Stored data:
▼
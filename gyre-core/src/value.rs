//! Dynamic value type for node inputs, outputs, and carried state.
//!
//! Provides a flexible value type for field access, comparison, and
//! convergence-expression evaluation over node output namespaces.

use crate::error::{GyreError, Result};
use serde::{Deserialize, Serialize};
use serde_json::Value as JsonValue;

/// Dynamic value flowing between nodes.
///
/// Wraps `serde_json::Value` to provide type-safe field extraction and
/// comparison operations used by the parameter resolver and the
/// convergence evaluator.
#[derive(Debug, Clone, PartialEq, Serialize, Deserialize)]
#[serde(transparent)]
pub struct Value(pub JsonValue);

impl Value {
    /// Create a null value.
    pub fn null() -> Self {
        Self(JsonValue::Null)
    }

    /// Create an empty object value.
    ///
    /// This is the canonical "no state yet" value: state snapshots start
    /// as empty objects, never null.
    pub fn object() -> Self {
        Self(JsonValue::Object(serde_json::Map::new()))
    }

    /// Create a boolean value.
    pub fn bool(v: bool) -> Self {
        Self(JsonValue::Bool(v))
    }

    /// Create an integer value.
    pub fn int(v: i64) -> Self {
        Self(JsonValue::Number(v.into()))
    }

    /// Create a floating-point value.
    pub fn float(v: f64) -> Self {
        Self(serde_json::Number::from_f64(v).map_or(JsonValue::Null, JsonValue::Number))
    }

    /// Create a string value.
    pub fn string(v: impl Into<String>) -> Self {
        Self(JsonValue::String(v.into()))
    }

    /// Serialize any serde-compatible value.
    pub fn from_serialize<T: Serialize>(v: &T) -> Result<Self> {
        serde_json::to_value(v)
            .map(Self)
            .map_err(|e| GyreError::Serialization(format!("failed to serialize value: {}", e)))
    }

    /// Check if the value is null.
    pub fn is_null(&self) -> bool {
        self.0.is_null()
    }

    /// Check if the value is an object.
    pub fn is_object(&self) -> bool {
        self.0.is_object()
    }

    /// Set a top-level field, converting the value to an object if needed.
    pub fn set_field(&mut self, key: impl Into<String>, value: Value) {
        if !self.0.is_object() {
            self.0 = JsonValue::Object(serde_json::Map::new());
        }
        if let JsonValue::Object(map) = &mut self.0 {
            map.insert(key.into(), value.0);
        }
    }

    /// Get a field by path (dot notation, with optional array indices).
    ///
    /// Supports:
    /// - Simple field access: "field"
    /// - Dot notation: "parent.child.value"
    /// - Array index notation: "items[0].name"
    ///
    /// Returns None if the field doesn't exist.
    pub fn get_field(&self, path: &str) -> Option<Value> {
        let mut current = &self.0;
        for part in path.split('.') {
            if let Some((field, idx_str)) = part.split_once('[') {
                current = current.get(field)?;
                let idx_str = idx_str.strip_suffix(']')?;
                let idx: usize = idx_str.parse().ok()?;
                current = current.get(idx)?;
            } else {
                current = current.get(part)?;
            }
        }
        Some(Value(current.clone()))
    }

    /// Get a field as a string.
    pub fn get_string(&self, path: &str) -> Option<String> {
        self.get_field(path).and_then(|v| v.as_string())
    }

    /// Get a field as an f64.
    pub fn get_f64(&self, path: &str) -> Option<f64> {
        self.get_field(path).and_then(|v| v.as_f64())
    }

    /// Get a field as a bool.
    pub fn get_bool(&self, path: &str) -> Option<bool> {
        self.get_field(path).and_then(|v| v.as_bool())
    }

    /// Convert to string if possible.
    pub fn as_string(&self) -> Option<String> {
        match &self.0 {
            JsonValue::String(s) => Some(s.clone()),
            JsonValue::Number(n) => Some(n.to_string()),
            JsonValue::Bool(b) => Some(b.to_string()),
            JsonValue::Null => None,
            _ => Some(self.0.to_string()),
        }
    }

    /// Convert to f64 if possible.
    pub fn as_f64(&self) -> Option<f64> {
        match &self.0 {
            JsonValue::Number(n) => n.as_f64(),
            JsonValue::String(s) => s.parse().ok(),
            _ => None,
        }
    }

    /// Convert to bool if possible.
    pub fn as_bool(&self) -> Option<bool> {
        match &self.0 {
            JsonValue::Bool(b) => Some(*b),
            JsonValue::String(s) => match s.to_lowercase().as_str() {
                "true" | "1" | "yes" => Some(true),
                "false" | "0" | "no" => Some(false),
                _ => None,
            },
            JsonValue::Number(n) => Some(n.as_f64().is_some_and(|v| v != 0.0)),
            JsonValue::Null => Some(false),
            _ => None,
        }
    }

    /// Check if a boolean field is true.
    pub fn field_is_true(&self, path: &str) -> bool {
        self.get_bool(path).unwrap_or(false)
    }

    /// Access the inner serde_json::Value.
    pub fn inner(&self) -> &JsonValue {
        &self.0
    }

    /// Convert into the inner serde_json::Value.
    pub fn into_inner(self) -> JsonValue {
        self.0
    }
}

impl Default for Value {
    fn default() -> Self {
        Self::null()
    }
}

impl From<JsonValue> for Value {
    fn from(v: JsonValue) -> Self {
        Self(v)
    }
}

impl From<Value> for JsonValue {
    fn from(v: Value) -> Self {
        v.0
    }
}

impl From<&str> for Value {
    fn from(s: &str) -> Self {
        Self::string(s)
    }
}

impl From<String> for Value {
    fn from(s: String) -> Self {
        Self::string(s)
    }
}

impl From<i64> for Value {
    fn from(v: i64) -> Self {
        Self::int(v)
    }
}

impl From<f64> for Value {
    fn from(v: f64) -> Self {
        Self::float(v)
    }
}

impl From<bool> for Value {
    fn from(v: bool) -> Self {
        Self::bool(v)
    }
}

impl<T: Into<Value>> From<Vec<T>> for Value {
    fn from(v: Vec<T>) -> Self {
        Self(JsonValue::Array(
            v.into_iter().map(|item| item.into().0).collect(),
        ))
    }
}

#[cfg(test)]
mod tests {
    use super::*;
    use serde_json::json;

    #[test]
    fn value_nested_field_access() {
        let value = Value(json!({
            "result": {
                "status": "success",
                "data": {
                    "count": 42
                }
            }
        }));

        assert_eq!(
            value.get_string("result.status"),
            Some("success".to_string())
        );
        assert_eq!(value.get_f64("result.data.count"), Some(42.0));
    }

    #[test]
    fn value_array_access() {
        let value = Value(json!({
            "items": [
                {"name": "first"},
                {"name": "second"}
            ]
        }));

        assert_eq!(value.get_string("items[0].name"), Some("first".to_string()));
        assert_eq!(
            value.get_string("items[1].name"),
            Some("second".to_string())
        );
    }

    #[test]
    fn empty_object_is_not_null() {
        let value = Value::object();
        assert!(!value.is_null());
        assert!(value.is_object());
    }

    #[test]
    fn set_field_builds_object() {
        let mut value = Value::null();
        value.set_field("average", Value::float(95.5));
        assert_eq!(value.get_f64("average"), Some(95.5));
    }

    #[test]
    fn bool_coercion() {
        assert_eq!(Value::string("true").as_bool(), Some(true));
        assert_eq!(Value::int(0).as_bool(), Some(false));
        assert_eq!(Value::null().as_bool(), Some(false));
    }

    #[test]
    fn field_bool_checks() {
        let value = Value(json!({"needs_adjustment": true}));
        assert!(value.field_is_true("needs_adjustment"));
        assert!(!value.field_is_true("missing"));
    }

    #[test]
    fn missing_field_returns_none() {
        let value = Value(json!({"a": 1}));
        assert!(value.get_field("missing").is_none());
        assert!(value.get_f64("missing").is_none());
    }

    #[test]
    fn vec_conversion() {
        let value: Value = vec![110.0, 120.0, 130.0].into();
        assert_eq!(value.get_f64("[0]"), None); // bare index is not a path
        assert_eq!(value.0[0], json!(110.0));
    }
}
▲
How to complete this task:
An exact repetition of the data above is all that is needed.

Exercise solution:
filename gyre-core/src/value.rs
//! Dynamic value type for node inputs, outputs, and carried state.
//!
//! Provides a flexible value type for field access, comparison, and
//! convergence-expression evaluation over node output namespaces.

use crate::error::{GyreError, Result};
use serde::{Deserialize, Serialize};
use serde_json::Value as JsonValue;

/// Dynamic value flowing between nodes.
///
/// Wraps `serde_json::Value` to provide type-safe field extraction and
/// comparison operations used by the parameter resolver and the
/// convergence evaluator.
#[derive(Debug, Clone, PartialEq, Serialize, Deserialize)]
#[serde(transparent)]
pub struct Value(pub JsonValue);

impl Value {
    /// Create a null value.
    pub fn null() -> Self {
        Self(JsonValue::Null)
    }

    /// Create an empty object value.
    ///
    /// This is the canonical "no state yet" value: state snapshots start
    /// as empty objects, never null.
    pub fn object() -> Self {
        Self(JsonValue::Object(serde_json::Map::new()))
    }

    /// Create a boolean value.
    pub fn bool(v: bool) -> Self {
        Self(JsonValue::Bool(v))
    }

    /// Create an integer value.
    pub fn int(v: i64) -> Self {
        Self(JsonValue::Number(v.into()))
    }

    /// Create a floating-point value.
    pub fn float(v: f64) -> Self {
        Self(serde_json::Number::from_f64(v).map_or(JsonValue::Null, JsonValue::Number))
    }

    /// Create a string value.
    pub fn string(v: impl Into<String>) -> Self {
        Self(JsonValue::String(v.into()))
    }

    /// Serialize any serde-compatible value.
    pub fn from_serialize<T: Serialize>(v: &T) -> Result<Self> {
        serde_json::to_value(v)
            .map(Self)
            .map_err(|e| GyreError::Serialization(format!("failed to serialize value: {}", e)))
    }

    /// Check if the value is null.
    pub fn is_null(&self) -> bool {
        self.0.is_null()
    }

    /// Check if the value is an object.
    pub fn is_object(&self) -> bool {
        self.0.is_object()
    }

    /// Set a top-level field, converting the value to an object if needed.
    pub fn set_field(&mut self, key: impl Into<String>, value: Value) {
        if !self.0.is_object() {
            self.0 = JsonValue::Object(serde_json::Map::new());
        }
        if let JsonValue::Object(map) = &mut self.0 {
            map.insert(key.into(), value.0);
        }
    }

    /// Get a field by path (dot notation, with optional array indices).
    ///
    /// Supports:
    /// - Simple field access: "field"
    /// - Dot notation: "parent.child.value"
    /// - Array index notation: "items[0].name"
    ///
    /// Returns None if the field doesn't exist.
    pub fn get_field(&self, path: &str) -> Option<Value> {
        let mut current = &self.0;
        for part in path.split('.') {
            if let Some((field, idx_str)) = part.split_once('[') {
                current = current.get(field)?;
                let idx_str = idx_str.strip_suffix(']')?;
                let idx: usize = idx_str.parse().ok()?;
                current = current.get(idx)?;
            } else {
                current = current.get(part)?;
            }
        }
        Some(Value(current.clone()))
    }

    /// Get a field as a string.
    pub fn get_string(&self, path: &str) -> Option<String> {
        self.get_field(path).and_then(|v| v.as_string())
    }

    /// Get a field as an f64.
    pub fn get_f64(&self, path: &str) -> Option<f64> {
        self.get_field(path).and_then(|v| v.as_f64())
    }

    /// Get a field as a bool.
    pub fn get_bool(&self, path: &str) -> Option<bool> {
        self.get_field(path).and_then(|v| v.as_bool())
    }

    /// Convert to string if possible.
    pub fn as_string(&self) -> Option<String> {
        match &self.0 {
            JsonValue::String(s) => Some(s.clone()),
            JsonValue::Number(n) => Some(n.to_string()),
            JsonValue::Bool(b) => Some(b.to_string()),
            JsonValue::Null => None,
            _ => Some(self.0.to_string()),
        }
    }

    /// Convert to f64 if possible.
    pub fn as_f64(&self) -> Option<f64> {
        match &self.0 {
            JsonValue::Number(n) => n.as_f64(),
            JsonValue::String(s) => s.parse().ok(),
            _ => None,
        }
    }

    /// Convert to bool if possible.
    pub fn as_bool(&self) -> Option<bool> {
        match &self.0 {
            JsonValue::Bool(b) => Some(*b),
            JsonValue::String(s) => match s.to_lowercase().as_str() {
                "true" | "1" | "yes" => Some(true),
                "false" | "0" | "no" => Some(false),
                _ => None,
            },
            JsonValue::Number(n) => Some(n.as_f64().is_some_and(|v| v != 0.0)),
            JsonValue::Null => Some(false),
            _ => None,
        }
    }

    /// Check if a boolean field is true.
    pub fn field_is_true(&self, path: &str) -> bool {
        self.get_bool(path).unwrap_or(false)
    }

    /// Access the inner serde_json::Value.
    pub fn inner(&self) -> &JsonValue {
        &self.0
    }

    /// Convert into the inner serde_json::Value.
    pub fn into_inner(self) -> JsonValue {
        self.0
    }
}

impl Default for Value {
    fn default() -> Self {
        Self::null()
    }
}

impl From<JsonValue> for Value {
    fn from(v: JsonValue) -> Self {
        Self(v)
    }
}

impl From<Value> for JsonValue {
    fn from(v: Value) -> Self {
        v.0
    }
}

impl From<&str> for Value {
    fn from(s: &str) -> Self {
        Self::string(s)
    }
}

impl From<String> for Value {
    fn from(s: String) -> Self {
        Self::string(s)
    }
}

impl From<i64> for Value {
    fn from(v: i64) -> Self {
        Self::int(v)
    }
}

impl From<f64> for Value {
    fn from(v: f64) -> Self {
        Self::float(v)
    }
}

impl From<bool> for Value {
    fn from(v: bool) -> Self {
        Self::bool(v)
    }
}

impl<T: Into<Value>> From<Vec<T>> for Value {
    fn from(v: Vec<T>) -> Self {
        Self(JsonValue::Array(
            v.into_iter().map(|item| item.into().0).collect(),
        ))
    }
}

#[cfg(test)]
mod tests {
    use super::*;
    use serde_json::json;

    #[test]
    fn value_nested_field_access() {
        let value = Value(json!({
            "result": {
                "status": "success",
                "data": {
                    "count": 42
                }
            }
        }));

        assert_eq!(
            value.get_string("result.status"),
            Some("success".to_string())
        );
        assert_eq!(value.get_f64("result.data.count"), Some(42.0));
    }

    #[test]
    fn value_array_access() {
        let value = Value(json!({
            "items": [
                {"name": "first"},
                {"name": "second"}
            ]
        }));

        assert_eq!(value.get_string("items[0].name"), Some("first".to_string()));
        assert_eq!(
            value.get_string("items[1].name"),
            Some("second".to_string())
        );
    }

    #[test]
    fn empty_object_is_not_null() {
        let value = Value::object();
        assert!(!value.is_null());
        assert!(value.is_object());
    }

    #[test]
    fn set_field_builds_object() {
        let mut value = Value::null();
        value.set_field("average", Value::float(95.5));
        assert_eq!(value.get_f64("average"), Some(95.5));
    }

    #[test]
    fn bool_coercion() {
        assert_eq!(Value::string("true").as_bool(), Some(true));
        assert_eq!(Value::int(0).as_bool(), Some(false));
        assert_eq!(Value::null().as_bool(), Some(false));
    }

    #[test]
    fn field_bool_checks() {
        let value = Value(json!({"needs_adjustment": true}));
        assert!(value.field_is_true("needs_adjustment"));
        assert!(!value.field_is_true("missing"));
    }

    #[test]
    fn missing_field_returns_none() {
        let value = Value(json!({"a": 1}));
        assert!(value.get_field("missing").is_none());
        assert!(value.get_f64("missing").is_none());
    }

    #[test]
    fn vec_conversion() {
        let value: Value = vec![110.0, 120.0, 130.0].into();
        assert_eq!(value.get_f64("[0]"), None); // bare index is not a path
        assert_eq!(value.0[0], json!(110.0));
    }
}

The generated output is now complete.